Dataset entries:
- - - - -

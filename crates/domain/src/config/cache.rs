use serde::{Deserialize, Serialize};

/// Response cache configuration
#[derive(Debug, Clone, Deserialize, Serialize)]
pub struct CacheConfig {
    /// Maximum number of cached responses (floor: 1024)
    #[serde(default = "default_size")]
    pub size: usize,

    /// Answer once from an expired entry while it is refreshed in the background
    #[serde(default)]
    pub serve_stale: bool,

    /// How long past expiry an entry may still be served stale, in seconds
    #[serde(default = "default_stale_window_secs")]
    pub stale_window_secs: u64,

    /// Lower bound for the TTL of cached NXDOMAIN/NODATA answers
    #[serde(default = "default_negative_ttl_floor")]
    pub negative_ttl_floor: u32,

    /// Upper bound for the TTL of cached NXDOMAIN/NODATA answers
    #[serde(default = "default_negative_ttl_max")]
    pub negative_ttl_max: u32,

    /// Upper bound for any cached TTL
    #[serde(default = "default_max_ttl")]
    pub max_ttl: u32,

    /// Seconds between expired-entry sweeps
    #[serde(default = "default_maintenance_interval_secs")]
    pub maintenance_interval_secs: u64,
}

impl Default for CacheConfig {
    fn default() -> Self {
        Self {
            size: default_size(),
            serve_stale: false,
            stale_window_secs: default_stale_window_secs(),
            negative_ttl_floor: default_negative_ttl_floor(),
            negative_ttl_max: default_negative_ttl_max(),
            max_ttl: default_max_ttl(),
            maintenance_interval_secs: default_maintenance_interval_secs(),
        }
    }
}

fn default_size() -> usize {
    100_000
}

fn default_stale_window_secs() -> u64 {
    86_400
}

fn default_negative_ttl_floor() -> u32 {
    5
}

fn default_negative_ttl_max() -> u32 {
    3600
}

fn default_max_ttl() -> u32 {
    604_800
}

fn default_maintenance_interval_secs() -> u64 {
    300
}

- - - - -

▶ **Work task**
Return the data above in full. Keep every line exactly as it is.

▶ **Problem solution**
filename crates/domain/src/config/cache.rs
use serde::{Deserialize, Serialize};

/// Response cache configuration
#[derive(Debug, Clone, Deserialize, Serialize)]
pub struct CacheConfig {
    /// Maximum number of cached responses (floor: 1024)
    #[serde(default = "default_size")]
    pub size: usize,

    /// Answer once from an expired entry while it is refreshed in the background
    #[serde(default)]
    pub serve_stale: bool,

    /// How long past expiry an entry may still be served stale, in seconds
    #[serde(default = "default_stale_window_secs")]
    pub stale_window_secs: u64,

    /// Lower bound for the TTL of cached NXDOMAIN/NODATA answers
    #[serde(default = "default_negative_ttl_floor")]
    pub negative_ttl_floor: u32,

    /// Upper bound for the TTL of cached NXDOMAIN/NODATA answers
    #[serde(default = "default_negative_ttl_max")]
    pub negative_ttl_max: u32,

    /// Upper bound for any cached TTL
    #[serde(default = "default_max_ttl")]
    pub max_ttl: u32,

    /// Seconds between expired-entry sweeps
    #[serde(default = "default_maintenance_interval_secs")]
    pub maintenance_interval_secs: u64,
}

impl Default for CacheConfig {
    fn default() -> Self {
        Self {
            size: default_size(),
            serve_stale: false,
            stale_window_secs: default_stale_window_secs(),
            negative_ttl_floor: default_negative_ttl_floor(),
            negative_ttl_max: default_negative_ttl_max(),
            max_ttl: default_max_ttl(),
            maintenance_interval_secs: default_maintenance_interval_secs(),
        }
    }
}

fn default_size() -> usize {
    100_000
}

fn default_stale_window_secs() -> u64 {
    86_400
}

fn default_negative_ttl_floor() -> u32 {
    5
}

fn default_negative_ttl_max() -> u32 {
    3600
}

fn default_max_ttl() -> u32 {
    604_800
}

fn default_maintenance_interval_secs() -> u64 {
    300
}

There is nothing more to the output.